Prior to Hill v. McDonough, federal courts largely viewed method-of-execution challenges as being cognizable only through a petition for habeas corpus. Because federal habeas doctrine involves significant restrictions, such challenges were often difficult, if not impossible, to bring. This was particularly true, for instance, where an inmate had already litigated his first habeas petition and attempted to bring a later habeas corpus execution-protocol challenge: the rules against successive petitions nearly always prevented it, regardless of any newly-revealed factual or legal predicates for the challenge.

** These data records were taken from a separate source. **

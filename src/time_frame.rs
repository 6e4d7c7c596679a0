//! Time frames for filtering the transaction list.
//!
//! Every window is open ended: it starts at a boundary computed from "now" and
//! includes everything after it, future dates included.

use std::{fmt::Display, str::FromStr};

use serde::{Deserialize, Serialize};
use time::{Date, Duration, OffsetDateTime};

use crate::{timezone::LocalNow, transaction::Transaction};

/// The window of time the user has chosen to view.
#[derive(Debug, Default, Clone, Copy, PartialEq, Eq, Hash, Serialize, Deserialize)]
#[serde(rename_all = "kebab-case")]
pub enum TimeFrame {
    /// Every transaction.
    All,
    /// Transactions since midnight.
    Today,
    /// Transactions since midnight on the most recent Sunday.
    Week,
    /// Transactions since midnight on the first of the month.
    #[default]
    Month,
}

impl TimeFrame {
    /// Every time frame, in the order they are offered to the user.
    pub const ALL: [TimeFrame; 4] = [
        TimeFrame::Today,
        TimeFrame::Week,
        TimeFrame::Month,
        TimeFrame::All,
    ];

    /// Parse a time frame tag.
    ///
    /// The set of tags is open: anything that is not recognised falls back to
    /// [TimeFrame::All].
    pub fn parse(tag: &str) -> Self {
        match tag.trim().to_ascii_lowercase().as_str() {
            "today" | "day" => Self::Today,
            "week" => Self::Week,
            "month" => Self::Month,
            _ => Self::All,
        }
    }

    /// The tag used to select this time frame.
    pub fn as_query_value(self) -> &'static str {
        match self {
            Self::All => "all",
            Self::Today => "today",
            Self::Week => "week",
            Self::Month => "month",
        }
    }

    /// A human readable label.
    pub fn label(self) -> &'static str {
        match self {
            Self::All => "All Time",
            Self::Today => "Today",
            Self::Week => "This Week",
            Self::Month => "This Month",
        }
    }

    /// The earliest instant included in this time frame, or `None` for [TimeFrame::All].
    ///
    /// Boundaries are local midnights, see [LocalNow::midnight].
    pub fn start(self, now: impl Into<LocalNow>) -> Option<OffsetDateTime> {
        let now = now.into();
        let today = now.today();

        let start_date = match self {
            Self::All => return None,
            Self::Today => today,
            Self::Week => start_of_week(today),
            Self::Month => start_of_month(today),
        };

        Some(now.midnight(start_date))
    }
}

impl FromStr for TimeFrame {
    type Err = std::convert::Infallible;

    fn from_str(s: &str) -> Result<Self, Self::Err> {
        Ok(TimeFrame::parse(s))
    }
}

impl Display for TimeFrame {
    fn fmt(&self, f: &mut std::fmt::Formatter<'_>) -> std::fmt::Result {
        f.write_str(self.label())
    }
}

/// Select the transactions in `transactions` that fall within `time_frame`.
///
/// The relative order of `transactions` is preserved.
pub fn filter_by_time_frame(
    transactions: &[Transaction],
    time_frame: TimeFrame,
    now: impl Into<LocalNow>,
) -> Vec<Transaction> {
    match time_frame.start(now) {
        Some(start) => transactions
            .iter()
            .filter(|transaction| transaction.date >= start)
            .cloned()
            .collect(),
        None => transactions.to_vec(),
    }
}

/// The first day of the month that `date` falls in.
fn start_of_month(date: Date) -> Date {
    date - Duration::days(i64::from(date.day()) - 1)
}

/// The Sunday on or before `date`.
fn start_of_week(date: Date) -> Date {
    date - Duration::days(i64::from(date.weekday().number_days_from_sunday()))
}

But Hill (and a predecessor case, Nelson v. Campbell) changed this framework: inmates could now challenge their method of execution through § 1983. By freeing inmates from many of habeas corpus’s restrictions, this ought to have made a significant difference for litigants.

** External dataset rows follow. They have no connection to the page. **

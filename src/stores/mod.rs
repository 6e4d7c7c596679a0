//! Contains the key-value stores that application state is persisted to, and
//! the [TransactionStore] that owns that state in memory.

mod key_value;
mod memory;
mod persistence;
mod transaction;

pub mod sqlite;

pub use key_value::KeyValueStore;
pub use memory::MemoryKeyValueStore;
pub use persistence::{
    ALLOWANCE_KEY, TRANSACTIONS_KEY, load_allowance, load_transactions, save_allowance,
    save_transactions, try_load_transactions,
};
pub use sqlite::SQLiteKeyValueStore;
pub use transaction::{StoreEvent, SubscriptionId, TransactionStore};
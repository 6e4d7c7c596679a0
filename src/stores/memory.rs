//! Implements an in-memory key-value store.

use std::collections::HashMap;

use crate::{Error, stores::KeyValueStore};

/// Keeps values in memory. Nothing survives the process.
///
/// Useful for tests and for running without a database file.
#[derive(Debug, Clone, Default, PartialEq)]
pub struct MemoryKeyValueStore {
    values: HashMap<String, String>,
}

impl MemoryKeyValueStore {
    /// Create an empty store.
    pub fn new() -> Self {
        Self::default()
    }
}

impl KeyValueStore for MemoryKeyValueStore {
    fn get(&self, key: &str) -> Result<Option<String>, Error> {
        Ok(self.values.get(key).cloned())
    }

    fn set(&mut self, key: &str, value: &str) -> Result<(), Error> {
        self.values.insert(key.to_owned(), value.to_owned());
        Ok(())
    }
}

#[cfg(test)]
mod tests {
    use crate::stores::{KeyValueStore, MemoryKeyValueStore};

    #[test]
    fn get_missing_key_returns_none() {
        let store = MemoryKeyValueStore::new();

        assert_eq!(store.get("missing"), Ok(None));
    }

    #[test]
    fn set_replaces_value() {
        let mut store = MemoryKeyValueStore::new();

        store.set("key", "first").unwrap();
        store.set("key", "second").unwrap();

        assert_eq!(store.get("key"), Ok(Some("second".to_owned())));
    }
}
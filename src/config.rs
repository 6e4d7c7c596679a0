//! Options shared by every command of the command line app.

use std::path::PathBuf;

use clap::Args;

use crate::{
    Error,
    timezone::{LocalNow, now_in_timezone},
};

/// Where data is stored and how the current time is determined.
#[derive(Args, Debug, Clone, PartialEq)]
pub struct Config {
    /// File path to the SQLite database holding the transactions and allowance.
    #[arg(long, env = "ALLOWANCE_DB_PATH", default_value = "allowance.db", global = true)]
    pub db_path: PathBuf,

    /// The local timezone as a canonical timezone name, e.g. "Pacific/Auckland".
    ///
    /// Defaults to the system's local offset.
    #[arg(long, env = "ALLOWANCE_TIMEZONE", global = true)]
    pub timezone: Option<String>,

    /// Append debug logs to this file.
    #[arg(long, env = "ALLOWANCE_LOG_FILE", global = true)]
    pub log_file: Option<PathBuf>,
}

impl Config {
    /// The current date and time in the configured timezone.
    ///
    /// # Errors
    /// This function will return an [Error::InvalidTimezoneError] if the
    /// configured timezone is not a known timezone.
    pub fn now(&self) -> Result<LocalNow, Error> {
        now_in_timezone(self.timezone.as_deref())
    }
}

#[cfg(test)]
mod tests {
    use std::path::PathBuf;

    use clap::Parser;
    use time::UtcOffset;

    use crate::{Error, config::Config};

    #[derive(Parser, Debug)]
    struct TestCli {
        #[command(flatten)]
        config: Config,
    }

    #[test]
    fn parses_all_options() {
        let cli = TestCli::try_parse_from([
            "test",
            "--db-path",
            "spending.db",
            "--timezone",
            "Pacific/Auckland",
            "--log-file",
            "debug.log",
        ])
        .unwrap();

        assert_eq!(
            cli.config,
            Config {
                db_path: PathBuf::from("spending.db"),
                timezone: Some("Pacific/Auckland".to_owned()),
                log_file: Some(PathBuf::from("debug.log")),
            }
        );
    }

    #[test]
    fn now_uses_configured_timezone() {
        let config = Config {
            db_path: PathBuf::from("allowance.db"),
            timezone: Some("Etc/UTC".to_owned()),
            log_file: None,
        };

        assert_eq!(config.now().unwrap().instant().offset(), UtcOffset::UTC);
    }

    #[test]
    fn now_rejects_unknown_timezone() {
        let config = Config {
            db_path: PathBuf::from("allowance.db"),
            timezone: Some("Nowhere/Special".to_owned()),
            log_file: None,
        };

        assert_eq!(
            config.now(),
            Err(Error::InvalidTimezoneError("Nowhere/Special".to_owned()))
        );
    }
}
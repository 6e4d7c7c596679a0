//! Reading and writing the persisted transaction list and monthly allowance.
//!
//! Storage failures are never returned to the caller. Reads fall back to a
//! safe default and writes are dropped, with the failure logged in both cases.

use crate::{
    Error, allowance::DEFAULT_MONTHLY_ALLOWANCE, stores::KeyValueStore,
    transaction::Transaction,
};

/// The key the transaction list is stored under.
pub const TRANSACTIONS_KEY: &str = "finance_tracker_transactions";
/// The key the monthly allowance is stored under.
pub const ALLOWANCE_KEY: &str = "finance_tracker_allowance";

/// Load the transaction list from `storage`.
///
/// Returns an empty list if nothing has been stored, or if the stored value
/// cannot be read or parsed.
pub fn load_transactions(storage: &impl KeyValueStore) -> Vec<Transaction> {
    match try_load_transactions(storage) {
        Ok(transactions) => transactions,
        Err(error) => {
            tracing::error!("Error retrieving transactions, using an empty list: {error}");
            Vec::new()
        }
    }
}

/// Load the transaction list from `storage`, returning any error.
///
/// # Errors
/// This function will return a:
/// - [Error::JSONSerializationError] if the stored value is not a valid transaction list,
/// - or whatever error the `storage` backend returns.
pub fn try_load_transactions(storage: &impl KeyValueStore) -> Result<Vec<Transaction>, Error> {
    match storage.get(TRANSACTIONS_KEY)? {
        Some(text) => Ok(serde_json::from_str(&text)?),
        None => Ok(Vec::new()),
    }
}

/// Save the full transaction list to `storage`.
///
/// Failures are logged and otherwise ignored.
pub fn save_transactions(storage: &mut impl KeyValueStore, transactions: &[Transaction]) {
    let result = serde_json::to_string(transactions)
        .map_err(Error::from)
        .and_then(|text| storage.set(TRANSACTIONS_KEY, &text));

    match result {
        Ok(()) => tracing::debug!("Saved {} transactions", transactions.len()),
        Err(error) => tracing::error!("Error saving transactions: {error}"),
    }
}

/// Load the monthly allowance from `storage`.
///
/// Returns [DEFAULT_MONTHLY_ALLOWANCE] if nothing has been stored, the stored
/// value cannot be read, or it is not a finite, non-negative number.
pub fn load_allowance(storage: &impl KeyValueStore) -> f64 {
    let text = match storage.get(ALLOWANCE_KEY) {
        Ok(Some(text)) => text,
        Ok(None) => return DEFAULT_MONTHLY_ALLOWANCE,
        Err(error) => {
            tracing::error!("Error retrieving monthly allowance, using the default: {error}");
            return DEFAULT_MONTHLY_ALLOWANCE;
        }
    };

    match text.trim().parse::<f64>() {
        Ok(allowance) if allowance.is_finite() && allowance >= 0.0 => allowance,
        _ => {
            tracing::warn!("Stored monthly allowance \"{text}\" is invalid, using the default");
            DEFAULT_MONTHLY_ALLOWANCE
        }
    }
}

/// Save the monthly allowance to `storage` as a decimal string.
///
/// Failures are logged and otherwise ignored.
pub fn save_allowance(storage: &mut impl KeyValueStore, allowance: f64) {
    match storage.set(ALLOWANCE_KEY, &allowance.to_string()) {
        Ok(()) => tracing::debug!("Saved monthly allowance {allowance}"),
        Err(error) => tracing::error!("Error saving monthly allowance: {error}"),
    }
}
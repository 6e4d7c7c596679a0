//! Resolving "now" and local midnights in the user's timezone.

use time::{Date, Duration, OffsetDateTime, PrimitiveDateTime, Time, UtcOffset};
use time_tz::{OffsetDateTimeExt, OffsetResult, PrimitiveDateTimeExt, Tz};

use crate::Error;

/// The current instant and the timezone used to find local calendar days.
///
/// With a timezone, midnights are resolved with that zone's rules, so days
/// either side of a daylight saving change start at the right instant.
/// Without one, every midnight uses the UTC offset of the instant.
///
/// An [OffsetDateTime] converts into a `LocalNow` without a timezone.
#[derive(Debug, Clone, Copy, PartialEq)]
pub struct LocalNow {
    instant: OffsetDateTime,
    timezone: Option<&'static Tz>,
}

impl LocalNow {
    /// `instant` as seen from `timezone`.
    pub fn new(instant: OffsetDateTime, timezone: &'static Tz) -> Self {
        Self {
            instant: instant.to_timezone(timezone),
            timezone: Some(timezone),
        }
    }

    /// `instant` with every midnight at the UTC offset of `instant`.
    pub fn fixed_offset(instant: OffsetDateTime) -> Self {
        Self {
            instant,
            timezone: None,
        }
    }

    /// The current instant, in the local UTC offset.
    pub fn instant(&self) -> OffsetDateTime {
        self.instant
    }

    /// The local calendar day.
    pub fn today(&self) -> Date {
        self.instant.date()
    }

    /// The instant the local calendar day `date` starts.
    pub fn midnight(&self, date: Date) -> OffsetDateTime {
        let midnight = PrimitiveDateTime::new(date, Time::MIDNIGHT);

        let Some(timezone) = self.timezone else {
            return midnight.assume_offset(self.instant.offset());
        };

        match midnight.assume_timezone(timezone) {
            OffsetResult::Some(start) | OffsetResult::Ambiguous(start, _) => start,
            // Midnight was skipped by a daylight saving change, so the day
            // starts at the change, i.e. midnight in the earlier offset.
            OffsetResult::None => {
                let earlier = (midnight - Duration::days(1)).assume_timezone_utc(timezone);
                midnight.assume_offset(earlier.offset())
            }
        }
    }
}

impl From<OffsetDateTime> for LocalNow {
    fn from(instant: OffsetDateTime) -> Self {
        Self::fixed_offset(instant)
    }
}

/// Look up a canonical timezone name such as "Pacific/Auckland".
///
/// # Errors
/// This function will return an [Error::InvalidTimezoneError] if `canonical_timezone`
/// is not a known timezone.
pub fn get_timezone(canonical_timezone: &str) -> Result<&'static Tz, Error> {
    time_tz::timezones::get_by_name(canonical_timezone)
        .ok_or_else(|| Error::InvalidTimezoneError(canonical_timezone.to_owned()))
}

/// The current date and time in `canonical_timezone`.
///
/// When no timezone is given the system's local offset is used, falling back
/// to UTC if it cannot be determined.
///
/// # Errors
/// This function will return an [Error::InvalidTimezoneError] if
/// `canonical_timezone` is not a known timezone.
pub fn now_in_timezone(canonical_timezone: Option<&str>) -> Result<LocalNow, Error> {
    let now = OffsetDateTime::now_utc();

    match canonical_timezone {
        Some(name) => Ok(LocalNow::new(now, get_timezone(name)?)),
        None => {
            let offset = UtcOffset::current_local_offset().unwrap_or_else(|error| {
                tracing::warn!("Could not determine the local UTC offset, using UTC: {error}");
                UtcOffset::UTC
            });

            Ok(LocalNow::fixed_offset(now.to_offset(offset)))
        }
    }
}

#[cfg(test)]
mod tests {
    use time::{
        UtcOffset,
        macros::{date, datetime, offset},
    };
    use time_tz::{Offset, TimeZone};

    use crate::{
        Error,
        timezone::{LocalNow, get_timezone, now_in_timezone},
    };

    #[test]
    fn utc_has_zero_offset() {
        let utc = get_timezone("Etc/UTC").unwrap();

        assert_eq!(
            utc.get_offset_utc(&datetime!(2025-01-15 12:00 UTC)).to_utc(),
            UtcOffset::UTC
        );
    }

    #[test]
    fn unknown_timezone_is_an_error() {
        assert_eq!(
            get_timezone("Middle/Earth"),
            Err(Error::InvalidTimezoneError("Middle/Earth".to_owned()))
        );
    }

    #[test]
    fn now_uses_named_timezone() {
        let now = now_in_timezone(Some("Etc/UTC")).unwrap();

        assert_eq!(now.instant().offset(), UtcOffset::UTC);
    }

    #[test]
    fn now_rejects_unknown_timezone() {
        assert_eq!(
            now_in_timezone(Some("Middle/Earth")),
            Err(Error::InvalidTimezoneError("Middle/Earth".to_owned()))
        );
    }

    #[test]
    fn now_without_timezone_succeeds() {
        assert!(now_in_timezone(None).is_ok());
    }

    #[test]
    fn instant_is_converted_to_timezone() {
        let auckland = get_timezone("Pacific/Auckland").unwrap();

        let now = LocalNow::new(datetime!(2025-09-30 23:00 UTC), auckland);

        assert_eq!(now.instant().offset(), offset!(+13));
        assert_eq!(now.today(), date!(2025 - 10 - 01));
    }

    #[test]
    fn midnight_follows_daylight_saving_rules() {
        // Daylight saving starts in New Zealand at 2am on 2025-09-28.
        let auckland = get_timezone("Pacific/Auckland").unwrap();
        let now = LocalNow::new(datetime!(2025-10-01 12:00 +13), auckland);

        assert_eq!(now.midnight(date!(2025 - 09 - 27)), datetime!(2025-09-27 00:00 +12));
        assert_eq!(now.midnight(date!(2025 - 09 - 28)), datetime!(2025-09-28 00:00 +12));
        assert_eq!(now.midnight(date!(2025 - 09 - 29)), datetime!(2025-09-29 00:00 +13));
    }

    #[test]
    fn fixed_offset_midnight_uses_offset_of_instant() {
        let now = LocalNow::from(datetime!(2025-10-01 12:00 +13));

        assert_eq!(now.midnight(date!(2025 - 09 - 27)), datetime!(2025-09-27 00:00 +13));
    }
}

As is often the case, though, theory and practice can diverge. This Note will show that lower courts seeking procedurally to limit the litigation resulting from Hill often fall back on habeas doctrine, importing aspects of it into these § 1983 suits. Given the very different policies and rules that underlie each of these doctrines, this importation frustrates the promise of Hill’s § 1983 vehicle for method-of-execution challenges. And even where courts do not engage in such importation, they frustrate Hill’s promise in other ways not required by applicable § 1983 doctrine, such as by formulating unduly harsh timing rules or overlooking the applicable standard of review. Thus, to date Hill’s § 1983 vehicle has done little to loosen the method-of-execution challenge vise.